[Dataset excerpts]

-=-=-

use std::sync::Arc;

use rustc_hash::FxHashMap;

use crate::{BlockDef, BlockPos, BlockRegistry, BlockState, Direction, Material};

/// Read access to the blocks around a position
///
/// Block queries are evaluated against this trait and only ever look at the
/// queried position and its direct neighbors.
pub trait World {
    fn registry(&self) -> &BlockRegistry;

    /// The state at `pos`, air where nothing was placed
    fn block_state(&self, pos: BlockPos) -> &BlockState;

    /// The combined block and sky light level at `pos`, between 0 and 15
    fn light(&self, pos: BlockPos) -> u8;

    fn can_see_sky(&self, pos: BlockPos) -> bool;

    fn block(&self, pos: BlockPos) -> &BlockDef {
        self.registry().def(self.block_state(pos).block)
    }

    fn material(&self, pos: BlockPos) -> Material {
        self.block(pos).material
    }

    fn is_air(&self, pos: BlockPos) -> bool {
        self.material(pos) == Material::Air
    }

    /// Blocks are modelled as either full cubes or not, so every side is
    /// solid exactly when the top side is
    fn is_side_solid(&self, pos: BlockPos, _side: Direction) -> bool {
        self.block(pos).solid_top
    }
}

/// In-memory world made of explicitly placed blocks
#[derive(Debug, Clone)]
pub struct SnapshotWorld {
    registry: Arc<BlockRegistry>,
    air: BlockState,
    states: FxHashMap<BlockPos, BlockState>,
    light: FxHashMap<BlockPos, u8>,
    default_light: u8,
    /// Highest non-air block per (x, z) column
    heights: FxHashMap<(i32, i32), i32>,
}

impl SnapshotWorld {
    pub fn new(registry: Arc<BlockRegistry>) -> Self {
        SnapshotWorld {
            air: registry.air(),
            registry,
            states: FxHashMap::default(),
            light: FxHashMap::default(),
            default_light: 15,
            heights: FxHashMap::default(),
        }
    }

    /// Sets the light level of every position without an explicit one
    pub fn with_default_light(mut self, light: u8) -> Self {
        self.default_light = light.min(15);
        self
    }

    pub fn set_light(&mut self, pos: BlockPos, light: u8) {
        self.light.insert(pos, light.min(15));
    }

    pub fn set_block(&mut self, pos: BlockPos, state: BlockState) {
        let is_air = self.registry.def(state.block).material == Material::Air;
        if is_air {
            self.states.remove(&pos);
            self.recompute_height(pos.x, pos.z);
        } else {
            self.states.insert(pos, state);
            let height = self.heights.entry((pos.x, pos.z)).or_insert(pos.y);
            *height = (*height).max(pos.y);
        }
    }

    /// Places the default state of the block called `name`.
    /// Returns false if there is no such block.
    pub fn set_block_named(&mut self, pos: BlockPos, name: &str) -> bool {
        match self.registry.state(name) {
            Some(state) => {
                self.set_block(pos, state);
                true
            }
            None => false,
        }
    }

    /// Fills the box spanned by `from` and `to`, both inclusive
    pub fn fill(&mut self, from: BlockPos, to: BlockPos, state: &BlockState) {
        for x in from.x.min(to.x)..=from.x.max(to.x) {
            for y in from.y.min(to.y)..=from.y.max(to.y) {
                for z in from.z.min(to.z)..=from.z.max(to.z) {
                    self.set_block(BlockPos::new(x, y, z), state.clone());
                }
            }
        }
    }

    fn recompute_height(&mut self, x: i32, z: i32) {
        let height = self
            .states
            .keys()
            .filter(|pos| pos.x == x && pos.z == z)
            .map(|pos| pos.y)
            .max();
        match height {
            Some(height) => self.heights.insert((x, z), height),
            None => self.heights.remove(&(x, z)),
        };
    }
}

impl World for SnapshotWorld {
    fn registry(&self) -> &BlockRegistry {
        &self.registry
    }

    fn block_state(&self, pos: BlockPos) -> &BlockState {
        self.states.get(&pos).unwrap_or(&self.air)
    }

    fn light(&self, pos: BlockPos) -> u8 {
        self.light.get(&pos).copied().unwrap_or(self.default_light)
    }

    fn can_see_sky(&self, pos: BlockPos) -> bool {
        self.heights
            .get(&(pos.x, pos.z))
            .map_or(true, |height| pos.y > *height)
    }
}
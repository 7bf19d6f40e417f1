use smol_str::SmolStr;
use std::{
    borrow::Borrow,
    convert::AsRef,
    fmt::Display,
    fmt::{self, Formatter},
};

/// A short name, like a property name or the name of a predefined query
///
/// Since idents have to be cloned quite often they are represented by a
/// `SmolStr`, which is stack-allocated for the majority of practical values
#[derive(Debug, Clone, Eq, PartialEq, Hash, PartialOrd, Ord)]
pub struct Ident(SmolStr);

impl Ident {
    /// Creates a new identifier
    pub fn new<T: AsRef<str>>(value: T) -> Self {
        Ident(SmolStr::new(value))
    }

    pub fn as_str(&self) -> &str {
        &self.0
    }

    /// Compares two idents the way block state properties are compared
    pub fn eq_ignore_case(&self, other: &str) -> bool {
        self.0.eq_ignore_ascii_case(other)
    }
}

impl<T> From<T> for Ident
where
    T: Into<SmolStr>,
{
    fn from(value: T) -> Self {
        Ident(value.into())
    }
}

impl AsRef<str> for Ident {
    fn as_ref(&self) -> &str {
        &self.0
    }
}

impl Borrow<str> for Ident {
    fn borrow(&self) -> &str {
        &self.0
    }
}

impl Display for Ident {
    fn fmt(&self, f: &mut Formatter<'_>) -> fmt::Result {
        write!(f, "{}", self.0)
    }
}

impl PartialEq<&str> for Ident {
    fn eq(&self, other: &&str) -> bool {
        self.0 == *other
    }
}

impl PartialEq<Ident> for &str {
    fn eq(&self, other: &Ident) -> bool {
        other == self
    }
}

-=-=-

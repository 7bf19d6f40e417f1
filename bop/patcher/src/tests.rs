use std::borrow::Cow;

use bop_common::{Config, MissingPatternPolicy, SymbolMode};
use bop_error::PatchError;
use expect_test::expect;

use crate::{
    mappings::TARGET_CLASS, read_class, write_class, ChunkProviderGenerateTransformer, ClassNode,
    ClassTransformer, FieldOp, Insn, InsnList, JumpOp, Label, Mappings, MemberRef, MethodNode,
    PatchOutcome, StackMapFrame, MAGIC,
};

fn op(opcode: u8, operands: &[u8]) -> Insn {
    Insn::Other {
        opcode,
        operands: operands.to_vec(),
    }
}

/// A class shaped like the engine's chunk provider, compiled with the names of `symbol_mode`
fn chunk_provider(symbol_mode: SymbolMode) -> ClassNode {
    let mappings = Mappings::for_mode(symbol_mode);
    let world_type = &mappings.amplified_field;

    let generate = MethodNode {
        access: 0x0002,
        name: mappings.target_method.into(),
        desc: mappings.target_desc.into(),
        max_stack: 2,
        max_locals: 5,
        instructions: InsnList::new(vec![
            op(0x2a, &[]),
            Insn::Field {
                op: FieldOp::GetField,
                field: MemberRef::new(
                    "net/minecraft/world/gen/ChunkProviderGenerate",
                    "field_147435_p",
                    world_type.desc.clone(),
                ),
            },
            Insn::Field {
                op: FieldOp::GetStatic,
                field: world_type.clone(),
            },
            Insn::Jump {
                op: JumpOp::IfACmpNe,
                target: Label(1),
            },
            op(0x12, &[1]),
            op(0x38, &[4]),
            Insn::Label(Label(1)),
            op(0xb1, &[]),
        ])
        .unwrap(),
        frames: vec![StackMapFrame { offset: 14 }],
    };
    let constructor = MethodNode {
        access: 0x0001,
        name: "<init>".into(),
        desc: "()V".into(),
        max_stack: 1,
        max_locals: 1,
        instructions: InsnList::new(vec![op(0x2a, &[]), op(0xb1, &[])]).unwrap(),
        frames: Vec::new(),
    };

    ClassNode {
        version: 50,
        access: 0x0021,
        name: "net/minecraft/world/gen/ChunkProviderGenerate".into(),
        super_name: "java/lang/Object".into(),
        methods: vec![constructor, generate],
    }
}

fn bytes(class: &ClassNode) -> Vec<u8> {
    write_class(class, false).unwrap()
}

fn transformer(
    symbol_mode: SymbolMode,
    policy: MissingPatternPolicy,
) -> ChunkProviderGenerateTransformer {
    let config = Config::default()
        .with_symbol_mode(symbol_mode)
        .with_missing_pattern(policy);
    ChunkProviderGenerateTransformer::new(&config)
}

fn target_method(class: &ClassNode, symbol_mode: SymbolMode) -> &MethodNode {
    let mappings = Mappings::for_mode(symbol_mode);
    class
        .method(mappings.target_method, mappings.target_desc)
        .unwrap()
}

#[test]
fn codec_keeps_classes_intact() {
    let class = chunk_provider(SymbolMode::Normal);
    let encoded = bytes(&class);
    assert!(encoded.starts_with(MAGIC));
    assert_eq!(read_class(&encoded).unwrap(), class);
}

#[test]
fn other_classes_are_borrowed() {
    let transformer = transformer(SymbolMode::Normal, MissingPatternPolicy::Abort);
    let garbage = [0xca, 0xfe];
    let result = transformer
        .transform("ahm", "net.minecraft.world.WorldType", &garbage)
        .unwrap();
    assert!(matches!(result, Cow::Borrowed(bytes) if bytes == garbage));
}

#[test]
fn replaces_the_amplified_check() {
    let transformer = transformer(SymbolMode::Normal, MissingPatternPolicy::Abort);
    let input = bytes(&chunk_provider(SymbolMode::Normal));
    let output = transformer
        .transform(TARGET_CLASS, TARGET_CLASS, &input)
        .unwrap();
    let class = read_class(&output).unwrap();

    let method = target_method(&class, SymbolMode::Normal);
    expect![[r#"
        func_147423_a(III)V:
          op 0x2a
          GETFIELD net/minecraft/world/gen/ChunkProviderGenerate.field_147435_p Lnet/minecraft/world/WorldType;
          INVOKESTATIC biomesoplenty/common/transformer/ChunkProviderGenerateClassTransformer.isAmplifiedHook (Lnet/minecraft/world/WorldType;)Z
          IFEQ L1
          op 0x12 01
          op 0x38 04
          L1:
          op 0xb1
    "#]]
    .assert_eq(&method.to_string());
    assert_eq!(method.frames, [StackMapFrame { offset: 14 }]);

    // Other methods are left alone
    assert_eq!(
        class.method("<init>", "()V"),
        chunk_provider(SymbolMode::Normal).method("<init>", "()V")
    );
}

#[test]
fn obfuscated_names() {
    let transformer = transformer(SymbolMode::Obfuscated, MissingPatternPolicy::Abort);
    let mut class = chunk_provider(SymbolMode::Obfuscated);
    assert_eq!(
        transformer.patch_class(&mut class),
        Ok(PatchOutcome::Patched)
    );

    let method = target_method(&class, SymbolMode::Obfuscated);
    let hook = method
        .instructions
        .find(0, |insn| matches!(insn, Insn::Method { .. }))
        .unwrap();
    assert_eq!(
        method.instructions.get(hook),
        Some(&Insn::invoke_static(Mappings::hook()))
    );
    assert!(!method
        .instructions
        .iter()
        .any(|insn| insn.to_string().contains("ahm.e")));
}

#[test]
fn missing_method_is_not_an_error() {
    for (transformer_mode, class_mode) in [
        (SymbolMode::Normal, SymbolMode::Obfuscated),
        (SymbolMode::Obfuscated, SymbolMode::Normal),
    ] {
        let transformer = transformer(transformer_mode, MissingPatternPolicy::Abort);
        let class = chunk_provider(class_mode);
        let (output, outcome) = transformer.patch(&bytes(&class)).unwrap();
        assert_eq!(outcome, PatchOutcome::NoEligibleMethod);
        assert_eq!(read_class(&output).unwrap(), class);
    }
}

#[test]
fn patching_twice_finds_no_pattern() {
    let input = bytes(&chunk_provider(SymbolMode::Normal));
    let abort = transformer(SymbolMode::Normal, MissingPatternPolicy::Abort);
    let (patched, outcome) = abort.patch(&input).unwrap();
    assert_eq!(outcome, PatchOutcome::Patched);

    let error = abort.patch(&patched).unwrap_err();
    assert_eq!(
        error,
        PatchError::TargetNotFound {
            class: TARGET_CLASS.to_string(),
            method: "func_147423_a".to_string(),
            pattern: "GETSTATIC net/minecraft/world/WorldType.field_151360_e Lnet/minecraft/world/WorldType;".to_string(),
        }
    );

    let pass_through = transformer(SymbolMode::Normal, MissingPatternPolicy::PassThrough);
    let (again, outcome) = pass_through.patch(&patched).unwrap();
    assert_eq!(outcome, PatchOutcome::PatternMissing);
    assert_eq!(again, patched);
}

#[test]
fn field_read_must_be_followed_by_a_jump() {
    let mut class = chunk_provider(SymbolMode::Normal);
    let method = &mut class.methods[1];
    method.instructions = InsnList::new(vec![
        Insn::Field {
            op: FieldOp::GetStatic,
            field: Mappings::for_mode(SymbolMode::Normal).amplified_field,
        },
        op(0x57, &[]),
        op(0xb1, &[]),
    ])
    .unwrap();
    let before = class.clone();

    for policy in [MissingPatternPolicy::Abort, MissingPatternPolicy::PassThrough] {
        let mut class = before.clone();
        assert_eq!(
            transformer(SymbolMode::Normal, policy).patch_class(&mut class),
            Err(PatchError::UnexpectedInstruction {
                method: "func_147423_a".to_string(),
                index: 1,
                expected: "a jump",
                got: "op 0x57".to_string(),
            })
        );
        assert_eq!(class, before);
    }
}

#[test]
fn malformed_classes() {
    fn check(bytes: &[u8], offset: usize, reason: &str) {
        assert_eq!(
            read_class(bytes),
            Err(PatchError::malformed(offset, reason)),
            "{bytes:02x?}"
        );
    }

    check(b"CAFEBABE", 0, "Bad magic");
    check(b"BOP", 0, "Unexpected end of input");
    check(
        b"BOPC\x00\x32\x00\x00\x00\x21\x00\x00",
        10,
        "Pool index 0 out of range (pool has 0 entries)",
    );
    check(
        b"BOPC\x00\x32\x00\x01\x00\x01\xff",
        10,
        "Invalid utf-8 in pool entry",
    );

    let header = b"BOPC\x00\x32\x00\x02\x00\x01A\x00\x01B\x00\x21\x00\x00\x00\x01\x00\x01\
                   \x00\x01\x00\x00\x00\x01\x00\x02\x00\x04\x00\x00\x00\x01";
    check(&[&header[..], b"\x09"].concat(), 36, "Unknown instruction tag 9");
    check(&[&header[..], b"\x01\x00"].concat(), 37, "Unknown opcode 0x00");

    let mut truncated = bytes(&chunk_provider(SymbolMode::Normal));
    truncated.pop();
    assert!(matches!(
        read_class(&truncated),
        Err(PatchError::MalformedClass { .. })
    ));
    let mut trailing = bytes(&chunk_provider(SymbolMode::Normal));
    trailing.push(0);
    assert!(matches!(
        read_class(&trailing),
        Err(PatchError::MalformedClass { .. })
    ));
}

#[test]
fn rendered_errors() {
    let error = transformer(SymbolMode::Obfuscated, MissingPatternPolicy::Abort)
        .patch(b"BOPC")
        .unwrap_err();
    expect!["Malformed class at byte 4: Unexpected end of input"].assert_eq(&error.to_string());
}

-=-=-

▸ **TASK REQUIREMENTS**
Retype only the stretch of lines above starting at the one with "pos.z == z)" and stopping at the one with "represented by a", exactly as written, with both kept.

▸ **OUTPUT**
            .filter(|pos| pos.x == x && pos.z == z)
            .map(|pos| pos.y)
            .max();
        match height {
            Some(height) => self.heights.insert((x, z), height),
            None => self.heights.remove(&(x, z)),
        };
    }
}

impl World for SnapshotWorld {
    fn registry(&self) -> &BlockRegistry {
        &self.registry
    }

    fn block_state(&self, pos: BlockPos) -> &BlockState {
        self.states.get(&pos).unwrap_or(&self.air)
    }

    fn light(&self, pos: BlockPos) -> u8 {
        self.light.get(&pos).copied().unwrap_or(self.default_light)
    }

    fn can_see_sky(&self, pos: BlockPos) -> bool {
        self.heights
            .get(&(pos.x, pos.z))
            .map_or(true, |height| pos.y > *height)
    }
}
repository 7bf19d6f40e417f1
use smol_str::SmolStr;
use std::{
    borrow::Borrow,
    convert::AsRef,
    fmt::Display,
    fmt::{self, Formatter},
};

/// A short name, like a property name or the name of a predefined query
///
/// Since idents have to be cloned quite often they are represented by a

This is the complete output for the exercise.